» Your task: Each line of the records that holds "Number" should be shown in full.

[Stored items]
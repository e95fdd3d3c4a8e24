//! One-time welcome notice

use sectorwatch_api::WelcomeNotice;
use sectorwatch_host_api::Fetcher;
use tracing::debug;

use crate::manifest::string_field;

/// Fetch and parse the welcome descriptor.
///
/// Returns `None` on any fetch or parse failure, and also when both fields
/// are empty: there is nothing to show and failures are always silent.
pub fn fetch_welcome(fetcher: &dyn Fetcher, url: &str) -> Option<WelcomeNotice> {
    let body = match fetcher.fetch_text(url) {
        Ok(body) => body,
        Err(e) => {
            debug!(url = %url, error = %e, "Welcome fetch failed, staying silent");
            return None;
        }
    };

    parse_welcome(&body)
}

/// Extract title/message from a welcome descriptor body
pub fn parse_welcome(body: &str) -> Option<WelcomeNotice> {
    let title = string_field(body, "title").unwrap_or_default();
    let message = string_field(body, "message").unwrap_or_default();

    if title.is_empty() && message.is_empty() {
        return None;
    }

    Some(WelcomeNotice { title, message })
}

/// Combined display text, with stock fallbacks for the missing half
pub fn welcome_text(notice: &WelcomeNotice, plugin_name: &str) -> String {
    let title = if notice.title.is_empty() {
        plugin_name
    } else {
        &notice.title
    };
    let message = if notice.message.is_empty() {
        "Welcome!"
    } else {
        &notice.message
    };

    format!("{} {}", title, message)
}
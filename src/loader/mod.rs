// This Source Code Form is subject to the terms of the Mozilla Public
// License, v. 2.0. If a copy of the MPL was not distributed with this
// file, You can obtain one at https://mozilla.org/MPL/2.0/.
//
// Copyright (c) 2025 Pegasus Heavy Industries, LLC

//! Hook orchestration
//!
//! The `Loader` owns all process-lifetime activation state: the activation
//! cache, the installed-host set, the package configuration registry, and the
//! resolution cache scanned by sentinel eviction. `bootstrap` runs once when
//! the loader first comes up and installs hooks per the environment decision
//! table; `activate` serves every subsequent explicit activation request.

mod cache;
mod fingerprint;
mod preload;
mod self_ref;

pub use cache::ActivationCache;
pub use fingerprint::{Fingerprint, module_name};
pub use preload::{PNP_FILENAME, apply_preloads, is_sentinel};
pub use self_ref::{SelfReference, looks_like_path};

use dashmap::DashMap;
use std::cell::Cell;
use std::collections::{HashMap, HashSet};
use std::path::{Path, PathBuf};
use tracing::debug;

use crate::env::EnvFlags;
use crate::error::{EsmError, Result};
use crate::hooks::{HookSuite, PreloadRegistrar};
use crate::options::Options;
use crate::resolve::Resolver;
use crate::value::{ObjectRef, Value};

/// Static configuration for a loader instance
#[derive(Debug, Clone)]
pub struct LoaderConfig {
    /// Canonical path of the loader's own entry file
    pub own_path: PathBuf,
    /// Module that bare configuration requests resolve relative to
    pub root_module: PathBuf,
    /// Host environment flags
    pub env: EnvFlags,
}

/// Package-level configuration persisted across activations
///
/// Keyed by the directory of the host's `filename` so modules of the same
/// package share a configuration, falling back to the host's name or
/// identity when it has no filename.
#[derive(Debug, Default)]
struct PackageRegistry {
    entries: HashMap<String, Options>,
}

impl PackageRegistry {
    fn key_for(host: &ObjectRef) -> String {
        if let Some(filename) = host.get("filename")
            && let Some(filename) = filename.as_str()
            && let Some(dir) = Path::new(filename).parent()
        {
            return dir.to_string_lossy().into_owned();
        }

        let name = fingerprint::module_name(host);
        if name.is_empty() {
            format!("<module {:#x}>", host.id())
        } else {
            name
        }
    }

    fn options_for(&self, host: &ObjectRef) -> Option<&Options> {
        self.entries.get(&Self::key_for(host))
    }

    fn persist(&mut self, host: &ObjectRef, options: Options) {
        self.entries.insert(Self::key_for(host), options);
    }
}

/// The activation engine
pub struct Loader {
    config: LoaderConfig,
    resolver: Box<dyn Resolver>,
    hooks: Box<dyn HookSuite>,
    registrar: Box<dyn PreloadRegistrar>,
    /// Module-system representative the module hook installs onto
    module_system: ObjectRef,
    cache: ActivationCache,
    packages: PackageRegistry,
    /// Hosts whose process hook has been installed, by identity
    installed: HashSet<usize>,
    /// Module-hook targets, by identity
    module_hooked: HashSet<usize>,
    /// Host resolution cache, keyed by resolved filename
    resolution_cache: DashMap<String, Value>,
    /// Loader states built so far (uncached activations rebuild every call)
    state_builds: Cell<u64>,
}

impl Loader {
    /// Create a loader over the given collaborators
    pub fn new(
        config: LoaderConfig,
        resolver: Box<dyn Resolver>,
        hooks: Box<dyn HookSuite>,
        registrar: Box<dyn PreloadRegistrar>,
        module_system: ObjectRef,
    ) -> Self {
        Self {
            config,
            resolver,
            hooks,
            registrar,
            module_system,
            cache: ActivationCache::new(),
            packages: PackageRegistry::default(),
            installed: HashSet::new(),
            module_hooked: HashSet::new(),
            resolution_cache: DashMap::new(),
            state_builds: Cell::new(0),
        }
    }

    /// First-initialization hook installation, per the environment flags
    ///
    /// Called once when the loader itself is first loaded into the process.
    /// Subsequent explicit requests go through [`Loader::activate`].
    pub fn bootstrap(&mut self) -> Result<()> {
        let env = self.config.env.clone();

        if env.check {
            self.hooks.install_vm_hook()?;
        } else if env.eval || env.repl {
            self.install_module_hook()?;
            self.hooks.install_process_hook()?;
            self.hooks.install_vm_hook()?;
        } else if env.cli || env.internal || env.sideloaded {
            self.install_module_hook()?;
            let target = self.module_system.clone();
            self.hooks.install_main_hook(&target)?;
            self.hooks.install_process_hook()?;
        }

        if env.internal {
            self.hooks.install_global_hook()?;
        }

        if env.preloaded {
            // Anything required before the loader was resolved under the
            // wrong hooks; only the loader's own entry survives.
            let own_path = self.config.own_path.clone();
            self.resolution_cache
                .retain(|key, _| Path::new(key) == own_path);

            let detector = SelfReference::new(
                self.resolver.as_ref(),
                &self.config.own_path,
                &self.config.root_module,
            );
            preload::apply_preloads(&env.preload_modules, &detector, self.registrar.as_mut())?;
        }

        Ok(())
    }

    /// Activate loader hooks for a host module
    ///
    /// Returns the hook-augmented require entry point. Validation failures
    /// (`InvalidArgument`, `InvalidOption`) surface before any process-wide
    /// state is touched; a rejected call leaves no partial activation behind.
    pub fn activate(&mut self, host: &Value, options: Option<&Value>) -> Result<Value> {
        let host_obj = host
            .as_object()
            .ok_or_else(|| EsmError::invalid_argument("module must be an object"))?
            .clone();

        let normalized = options.map(Options::normalize).transpose()?;

        let fingerprint = match &normalized {
            Some(options) => Some(Fingerprint::of_request(
                &fingerprint::module_name(&host_obj),
                options,
            )?),
            None => self
                .packages
                .options_for(&host_obj)
                .map(Fingerprint::of_options)
                .transpose()?,
        };

        let builds = &self.state_builds;
        self.cache.ensure_initialized(fingerprint.as_ref(), || {
            builds.set(builds.get() + 1);
        });

        if let Some(options) = normalized {
            self.packages.persist(&host_obj, options);
        }

        self.install_module_hook()?;

        if self.installed.insert(host_obj.id()) {
            self.hooks.install_process_hook()?;
        }

        if self.config.env.yarn_pnp {
            self.evict_sentinel_resolution();

            let sentinel = self
                .config
                .env
                .preload_modules
                .iter()
                .find(|request| preload::is_sentinel(request))
                .cloned();
            if let Some(request) = sentinel {
                self.registrar
                    .register_preload_modules(std::slice::from_ref(&request))?;
                self.registrar.rebind_resolver()?;
            }
        }

        self.hooks.require_entry(&host_obj)
    }

    /// Whether a configuration value resolves back to this loader
    pub fn is_self_reference(&self, value: &Value) -> bool {
        SelfReference::new(
            self.resolver.as_ref(),
            &self.config.own_path,
            &self.config.root_module,
        )
        .check(value)
    }

    /// Install the module hook once per module-system representative
    fn install_module_hook(&mut self) -> Result<()> {
        if self.module_hooked.insert(self.module_system.id()) {
            let target = self.module_system.clone();
            self.hooks.install_module_hook(&target)?;
        }
        Ok(())
    }

    /// Remove the at-most-one resolution-cache entry left by the sentinel
    fn evict_sentinel_resolution(&self) {
        let stale = self
            .resolution_cache
            .iter()
            .map(|entry| entry.key().clone())
            .find(|key| preload::is_sentinel(key));
        if let Some(key) = stale {
            debug!("evicting sentinel resolution entry {key}");
            self.resolution_cache.remove(&key);
        }
    }

    /// The host resolution cache, keyed by resolved filename
    ///
    /// Populated by the embedder as modules load; the loader only evicts.
    pub fn resolution_cache(&self) -> &DashMap<String, Value> {
        &self.resolution_cache
    }

    /// The activation cache
    pub fn activation_cache(&self) -> &ActivationCache {
        &self.cache
    }

    /// Number of hosts whose process hook has been installed
    pub fn installed_count(&self) -> usize {
        self.installed.len()
    }

    /// Number of loader states built (cached and uncached alike)
    pub fn state_builds(&self) -> u64 {
        self.state_builds.get()
    }
}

» Written response:
    /// Number of hosts whose process hook has been installed
    /// Number of loader states built (cached and uncached alike)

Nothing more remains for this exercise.